• [Problem requirements]:
Check each line of the data for "match", then give the number of lines that have it, without any other words.

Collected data
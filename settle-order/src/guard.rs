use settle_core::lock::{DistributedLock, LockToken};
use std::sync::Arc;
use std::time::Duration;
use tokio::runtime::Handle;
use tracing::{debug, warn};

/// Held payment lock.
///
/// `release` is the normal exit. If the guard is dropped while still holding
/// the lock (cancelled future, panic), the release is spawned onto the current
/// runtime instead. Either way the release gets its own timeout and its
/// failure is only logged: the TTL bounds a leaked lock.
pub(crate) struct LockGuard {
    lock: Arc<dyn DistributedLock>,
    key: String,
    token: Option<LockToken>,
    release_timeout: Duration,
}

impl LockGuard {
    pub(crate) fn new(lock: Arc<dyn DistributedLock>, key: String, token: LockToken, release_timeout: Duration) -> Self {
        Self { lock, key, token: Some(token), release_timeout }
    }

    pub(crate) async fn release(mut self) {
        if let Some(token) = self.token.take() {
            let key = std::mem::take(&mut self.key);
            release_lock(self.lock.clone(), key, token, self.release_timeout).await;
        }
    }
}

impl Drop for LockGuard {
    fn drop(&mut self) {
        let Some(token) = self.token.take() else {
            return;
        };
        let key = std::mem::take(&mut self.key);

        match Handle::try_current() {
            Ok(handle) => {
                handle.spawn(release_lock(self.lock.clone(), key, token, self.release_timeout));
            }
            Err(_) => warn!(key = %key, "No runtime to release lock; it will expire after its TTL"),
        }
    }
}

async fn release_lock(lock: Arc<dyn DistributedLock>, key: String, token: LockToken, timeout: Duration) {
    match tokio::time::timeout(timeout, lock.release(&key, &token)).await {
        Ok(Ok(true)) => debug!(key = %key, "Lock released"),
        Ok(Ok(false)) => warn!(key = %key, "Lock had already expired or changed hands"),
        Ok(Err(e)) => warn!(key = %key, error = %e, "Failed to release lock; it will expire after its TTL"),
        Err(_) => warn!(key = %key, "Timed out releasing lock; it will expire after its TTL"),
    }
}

• [Exercise answer]:
2